▶ **THE PROBLEM**: Where a line below contains "once", count it. Reply with the total only.

▶ **EXTRACTED INFORMATION**:
/*
 * This module wraps the two external executables the application drives: the
 * texture encoder (which also converts textures back to raster images) and the
 * texture inspector. It defines the `ToolRunnerOperations` trait so the orchestrator
 * can be tested without spawning processes, a `CoreToolRunner` that spawns them with
 * `std::process::Command`, the startup check that both executables are present, and
 * the `--version` probe shown on startup.
 */
use super::config::AppConfig;
use std::io;
use std::path::{Path, PathBuf};
use std::process::Command;

#[derive(Debug)]
pub enum ToolError {
    Launch {
        executable: PathBuf,
        source: io::Error,
    },
    MissingExecutables(Vec<PathBuf>),
}

impl std::fmt::Display for ToolError {
    fn fmt(&self, f: &mut std::fmt::Formatter<'_>) -> std::fmt::Result {
        match self {
            ToolError::Launch { executable, source } => {
                write!(f, "Failed to launch {}: {source}", executable.display())
            }
            ToolError::MissingExecutables(paths) => {
                write!(f, "Missing required files in the tools folder:")?;
                for path in paths {
                    write!(f, "\n{}", path.display())?;
                }
                Ok(())
            }
        }
    }
}

impl std::error::Error for ToolError {
    fn source(&self) -> Option<&(dyn std::error::Error + 'static)> {
        match self {
            ToolError::Launch { source, .. } => Some(source),
            _ => None,
        }
    }
}

pub type Result<T> = std::result::Result<T, ToolError>;

/*
 * Fully buffered output of one tool run. The exit code is kept for logging only;
 * callers decide success by the presence of text on `stderr`.
 */
#[derive(Debug, Clone, Default, PartialEq, Eq)]
pub struct ToolOutput {
    pub stdout: String,
    pub stderr: String,
    pub exit_code: Option<i32>,
}

pub trait ToolRunnerOperations: Send + Sync {
    /*
     * Runs `executable` with `args`, waits for it to exit and returns both captured
     * streams. Fails only when the process cannot be started.
     */
    fn run(&self, executable: &Path, args: &[String]) -> Result<ToolOutput>;
}

pub struct CoreToolRunner {}

impl CoreToolRunner {
    pub fn new() -> Self {
        CoreToolRunner {}
    }
}

impl Default for CoreToolRunner {
    fn default() -> Self {
        Self::new()
    }
}

impl ToolRunnerOperations for CoreToolRunner {
    fn run(&self, executable: &Path, args: &[String]) -> Result<ToolOutput> {
        log::debug!("CoreToolRunner: Running {executable:?} with args {args:?}");
        let output = Command::new(executable)
            .args(args)
            .output()
            .map_err(|source| {
                log::error!("CoreToolRunner: Could not start {executable:?}: {source}");
                ToolError::Launch {
                    executable: executable.to_path_buf(),
                    source,
                }
            })?;

        let tool_output = ToolOutput {
            stdout: String::from_utf8_lossy(&output.stdout).into_owned(),
            stderr: String::from_utf8_lossy(&output.stderr).into_owned(),
            exit_code: output.status.code(),
        };
        if !tool_output.stdout.is_empty() {
            log::info!("CoreToolRunner: Standard output: {}", tool_output.stdout);
        }
        if !tool_output.stderr.is_empty() {
            log::error!("CoreToolRunner: Standard error: {}", tool_output.stderr);
        }
        log::debug!(
            "CoreToolRunner: {executable:?} exited with {:?}",
            tool_output.exit_code
        );
        Ok(tool_output)
    }
}

/*
 * Absolute locations of the encoder and inspector executables. Built once at startup
 * by `locate`, which refuses to produce a `ToolSet` unless both files exist.
 */
#[derive(Debug, Clone, PartialEq, Eq)]
pub struct ToolSet {
    pub encoder: PathBuf,
    pub inspector: PathBuf,
}

impl ToolSet {
    pub fn locate(config: &AppConfig) -> Result<ToolSet> {
        let tools = ToolSet {
            encoder: config.tools_dir.join(&config.encoder_name),
            inspector: config.tools_dir.join(&config.inspector_name),
        };
        let missing: Vec<PathBuf> = [&tools.encoder, &tools.inspector]
            .into_iter()
            .filter(|path| !path.is_file())
            .cloned()
            .collect();

        if !missing.is_empty() {
            let err = ToolError::MissingExecutables(missing);
            log::error!("ToolSet: {err}");
            return Err(err);
        }
        log::info!("ToolSet: All required files found in {:?}.", config.tools_dir);
        Ok(tools)
    }

    pub fn executables(&self) -> [&Path; 2] {
        [self.encoder.as_path(), self.inspector.as_path()]
    }
}

/*
 * Runs `<executable> --version` and returns the console line to show for it. The
 * version text is logged, never parsed. A failed probe yields an error line instead
 * of failing startup.
 */
pub fn probe_version(runner: &dyn ToolRunnerOperations, executable: &Path) -> String {
    match runner.run(executable, &["--version".to_string()]) {
        Ok(output) => {
            let version = output.stdout.trim();
            log::info!("ToolRunner: {executable:?} reports version '{version}'");
            format!("{}: {version}", executable.display())
        }
        Err(e) => {
            log::error!("ToolRunner: Version probe failed: {e}");
            format!("An error occurred while running {}: {e}", executable.display())
        }
    }
}

/*
 * Console lines shown once the tools have been located: the confirmation that both
 * were found, then one version line per executable.
 */
pub fn startup_console_lines(runner: &dyn ToolRunnerOperations, tools: &ToolSet) -> Vec<String> {
    let mut lines = vec!["All required files found.".to_string()];
    lines.extend(
        tools
            .executables()
            .into_iter()
            .map(|exe| probe_version(runner, exe)),
    );
    lines
}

▶ **ANSWER AREA**: 2